Avec Darass ben Ismail, décédé en 367 H., il introduisit le malékisme au Maroc, bien qu’auteur d’un recueil de modèles d’actes rédigés selon le rite chaféite (ou shâfiiste).
C’était certainement un moraliste prude et l’on ne manqua point par crainte d’un blâme, de séparer les femmes des hommes, dans la foule accourue pour le recevoir au retour d’un voyage en Orient. Il en montra de la satisfaction et prédit aux dames de Fès qu’elles ne travailleraient désormais plus seules à leurs besognes et ne manqueraient jamais de servantes. Je n’étonnerai personne en affirmant que cette prophétie s’est effectivement réalisée.

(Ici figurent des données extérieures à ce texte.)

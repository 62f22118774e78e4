use ratatui::Frame;
use ratatui::layout::Rect;

/// A reusable UI component.
///
/// Components follow the React pattern:
/// - They receive data via props (struct fields set by the owner before rendering).
/// - They may hold internal presentation state (focus, selection, cached geometry).
/// - They render to a `Frame` within a given `Rect`.
///
/// # Mutability
///
/// `render` takes `&mut self` so components can refresh caches
/// (derived cells, hit-test rectangles) during the render pass.
/// This aligns with Ratatui's `StatefulWidget` pattern.
pub trait Component {
    /// Render the component into the given area.
    fn render(&mut self, frame: &mut Frame, area: Rect);
}

/// A component that handles terminal events.
pub trait EventHandler {
    /// The type of high-level event this component emits.
    type Event;

    /// Handle a low-level `TuiEvent` and optionally return a high-level event.
    fn handle_event(&mut self, event: &super::event::TuiEvent) -> Option<Self::Event>;
}
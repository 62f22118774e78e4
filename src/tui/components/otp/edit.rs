//! Platform-level editing of a single cell.
//!
//! A text field applies keystrokes to its own content before the widget sees
//! it; the widget then validates the resulting raw text. `compose` plays the
//! part of that text field: it produces the raw content a cell would hold
//! after one edit, given whether the whole content was selected.

/// One edit applied to a cell's content.
#[derive(Debug, Clone, PartialEq, Eq)]
pub enum Edit {
    /// Typed character or pasted text.
    Insert(String),
    /// Backspace.
    DeleteBackward,
    /// Delete.
    DeleteForward,
}

/// Raw cell content after applying `edit` to `content`.
///
/// With the content selected an insert replaces it and either deletion
/// clears it. Without a selection the caret sits at the end: inserts
/// append, Backspace drops the last character, Delete does nothing.
pub fn compose(content: &str, selected: bool, edit: &Edit) -> String {
    match (edit, selected) {
        (Edit::Insert(text), true) => text.clone(),
        (Edit::Insert(text), false) => format!("{content}{text}"),
        (Edit::DeleteBackward | Edit::DeleteForward, true) => String::new(),
        (Edit::DeleteBackward, false) => {
            let mut chars = content.chars();
            chars.next_back();
            chars.as_str().to_string()
        }
        (Edit::DeleteForward, false) => content.to_string(),
    }
}

#[cfg(test)]
mod tests {
    use super::*;

    #[test]
    fn test_selected_content_is_replaced() {
        assert_eq!(compose("5", true, &Edit::Insert("7".into())), "7");
        assert_eq!(compose("5", true, &Edit::DeleteBackward), "");
        assert_eq!(compose("5", true, &Edit::DeleteForward), "");
    }

    #[test]
    fn test_caret_at_end() {
        assert_eq!(compose("5", false, &Edit::Insert("78".into())), "578");
        assert_eq!(compose("5", false, &Edit::DeleteBackward), "");
        assert_eq!(compose("5", false, &Edit::DeleteForward), "5");
        assert_eq!(compose("", false, &Edit::DeleteBackward), "");
    }
}
//! Test utilities shared across the crate.
//!
//! This module is only compiled during tests (`#[cfg(test)]`).

use crate::core::code::CodeValue;
use crate::tui::components::OtpInput;
use crate::tui::focus::{CellId, FocusController};

/// A focus request seen by `RecordingFocus`.
#[derive(Debug, Clone, Copy, PartialEq, Eq)]
pub enum FocusRequest {
    Focus(usize),
    Blur,
}

/// A focus controller that logs every request it receives.
#[derive(Debug, Default)]
pub struct RecordingFocus {
    current: Option<CellId>,
    pub requests: Vec<FocusRequest>,
}

impl FocusController for RecordingFocus {
    fn focus(&mut self, cell: CellId) {
        self.requests.push(FocusRequest::Focus(cell.index()));
        self.current = Some(cell);
    }

    fn blur(&mut self) {
        self.requests.push(FocusRequest::Blur);
        self.current = None;
    }

    fn focused(&self) -> Option<CellId> {
        self.current
    }
}

/// Creates an unfocused widget showing `value`.
pub fn otp(value: &str, value_length: usize) -> OtpInput<RecordingFocus> {
    let mut input = OtpInput::with_focus(value_length, RecordingFocus::default());
    input.value = CodeValue::parse(value);
    input
}

/// Creates a widget with cell `index` focused and the request log cleared.
pub fn focused_otp(value: &str, value_length: usize, index: usize) -> OtpInput<RecordingFocus> {
    let mut input = otp(value, value_length);
    input.focus_cell(index);
    assert_eq!(input.focused_index(), Some(index), "setup focus was redirected");
    input.focus_controller_mut().requests.clear();
    input
}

La tradition populaire le vénère grandement et lui prête de nombreux miracles. Un souhait exprimé dans sa zaouïa pendant quatre mercredis consécutifs est toujours exaucé. Ces visites à son tombeau ont également pour effet de développer la mémoire. Aussi les étudiants à qui cette faculté est particulièrement nécessaire, ont coutume de lui rendre ce jour-là de pieux devoirs.
Le sanctuaire que l’on peut actuellement contempler a été restauré par Moulay Abdel Aziz. Dans son enceinte sont enterrés beaucoup d’oulémas et de saints personnages.
Sidi Bou Median
Près de Bab Beni Msâfer, dans une zaouïa qui flanque une placette romantique à souhait, enseigna le célèbre cheikh Abou Médian Chouaib ben Hoseïn El Antari El Andalousi, enterré à Tlemcen et grandement vénéré dans tout l’Islam.
Il serait né et aurait été élevé à Béjaïa et aurait suivi à Fès l’enseignement de Sidi Harazem. Il eut de très nombreux disciples dont plus de mille vécurent en renom de sainteté. L’un d’eux, Bel Arabi l’appelle d’ailleurs le Sultan des Saints. Il était très versé dans la Charia – la loi coranique- et la Akhiqua, la mystique.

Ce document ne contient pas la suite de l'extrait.